INSTRUCTIONS TO FOLLOW
Within the data beneath, some lines may hold the word "level". Give the number of those lines and nothing else.

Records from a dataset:
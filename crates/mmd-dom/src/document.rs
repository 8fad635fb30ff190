//! Document root, node addressing and queries.

use std::fmt;

use crate::error::ParseError;
use crate::node::{Element, Node};
use crate::parser::HtmlParser;
use crate::selector::Selector;
use crate::serializer::HtmlSerializer;

/// Position of a node as child indices from the document root.
///
/// The last index is the node's position among its siblings.
#[derive(Debug, Clone, PartialEq, Eq, Hash)]
pub struct NodePath(Vec<usize>);

impl NodePath {
    /// Build a path from child indices.
    #[must_use]
    pub fn new(indices: Vec<usize>) -> Self {
        Self(indices)
    }

    /// Child indices from the root.
    #[must_use]
    pub fn indices(&self) -> &[usize] {
        &self.0
    }

    /// Index among siblings, `None` for the empty path.
    #[must_use]
    pub fn index(&self) -> Option<usize> {
        self.0.last().copied()
    }

    /// Path of the parent element, `None` for top-level nodes.
    #[must_use]
    pub fn parent(&self) -> Option<NodePath> {
        match self.0.split_last() {
            Some((_, rest)) if !rest.is_empty() => Some(Self(rest.to_vec())),
            _ => None,
        }
    }
}

impl fmt::Display for NodePath {
    fn fmt(&self, f: &mut fmt::Formatter<'_>) -> fmt::Result {
        let parts: Vec<String> = self.0.iter().map(ToString::to_string).collect();
        write!(f, "/{}", parts.join("/"))
    }
}

/// A parsed page.
///
/// A `Document` only exists once parsing has completed, so holding one means
/// the structural markup is fully available.
#[derive(Debug, Clone, PartialEq, Eq, Default)]
pub struct Document {
    pub children: Vec<Node>,
}

impl Document {
    /// Create a document from top-level nodes.
    #[must_use]
    pub fn new(children: Vec<Node>) -> Self {
        Self { children }
    }

    /// Parse an HTML page or fragment.
    pub fn parse(html: &str) -> Result<Self, ParseError> {
        HtmlParser::new().parse(html)
    }

    /// Serialize back to HTML.
    #[must_use]
    pub fn to_html(&self) -> String {
        HtmlSerializer::new().serialize(self)
    }

    /// Node at `path`.
    #[must_use]
    pub fn get(&self, path: &NodePath) -> Option<&Node> {
        let (first, rest) = path.indices().split_first()?;
        let mut node = self.children.get(*first)?;
        for &index in rest {
            node = node.as_element()?.children.get(index)?;
        }
        Some(node)
    }

    /// Mutable node at `path`.
    pub fn get_mut(&mut self, path: &NodePath) -> Option<&mut Node> {
        let (first, rest) = path.0.split_first()?;
        let mut node = self.children.get_mut(*first)?;
        for &index in rest {
            node = node.as_element_mut()?.children.get_mut(index)?;
        }
        Some(node)
    }

    /// Element at `path`, `None` if the node is missing or not an element.
    #[must_use]
    pub fn element(&self, path: &NodePath) -> Option<&Element> {
        self.get(path).and_then(Node::as_element)
    }

    /// Mutable element at `path`.
    pub fn element_mut(&mut self, path: &NodePath) -> Option<&mut Element> {
        self.get_mut(path).and_then(Node::as_element_mut)
    }

    /// Substitute `node` for the node at `path`, returning the old node.
    ///
    /// The replacement takes the same position among its siblings. Returns
    /// `None` (and leaves the tree untouched) if `path` does not resolve.
    pub fn replace(&mut self, path: &NodePath, node: Node) -> Option<Node> {
        let slot = self.get_mut(path)?;
        Some(std::mem::replace(slot, node))
    }

    /// Paths of all elements matching `selector`, in document order.
    #[must_use]
    pub fn select(&self, selector: &Selector) -> Vec<NodePath> {
        self.collect(selector, false)
    }

    /// Like [`select`](Self::select), but does not descend into matches.
    ///
    /// Use this before replacing matches: every returned path stays valid
    /// while earlier matches are substituted one-for-one.
    #[must_use]
    pub fn select_outermost(&self, selector: &Selector) -> Vec<NodePath> {
        self.collect(selector, true)
    }

    /// Path of the first element with the given tag, in document order.
    #[must_use]
    pub fn find_first(&self, tag: &str) -> Option<NodePath> {
        let selector = Selector::tag(tag);
        self.select(&selector).into_iter().next()
    }

    fn collect(&self, selector: &Selector, outermost: bool) -> Vec<NodePath> {
        let mut walk = Walk {
            selector,
            outermost,
            path: Vec::new(),
            ancestors: Vec::new(),
            found: Vec::new(),
        };
        walk.visit(&self.children);
        walk.found
    }
}

/// Depth-first traversal state for selector queries.
struct Walk<'a, 's> {
    selector: &'s Selector,
    outermost: bool,
    path: Vec<usize>,
    ancestors: Vec<&'a Element>,
    found: Vec<NodePath>,
}

impl<'a> Walk<'a, '_> {
    fn visit(&mut self, nodes: &'a [Node]) {
        for (index, node) in nodes.iter().enumerate() {
            let Node::Element(element) = node else {
                continue;
            };
            self.path.push(index);

            let hit = self.selector.matches(element, &self.ancestors);
            if hit {
                self.found.push(NodePath(self.path.clone()));
            }
            if !(hit && self.outermost) {
                self.ancestors.push(element);
                self.visit(&element.children);
                self.ancestors.pop();
            }

            self.path.pop();
        }
    }
}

PROBLEM SOLUTION
2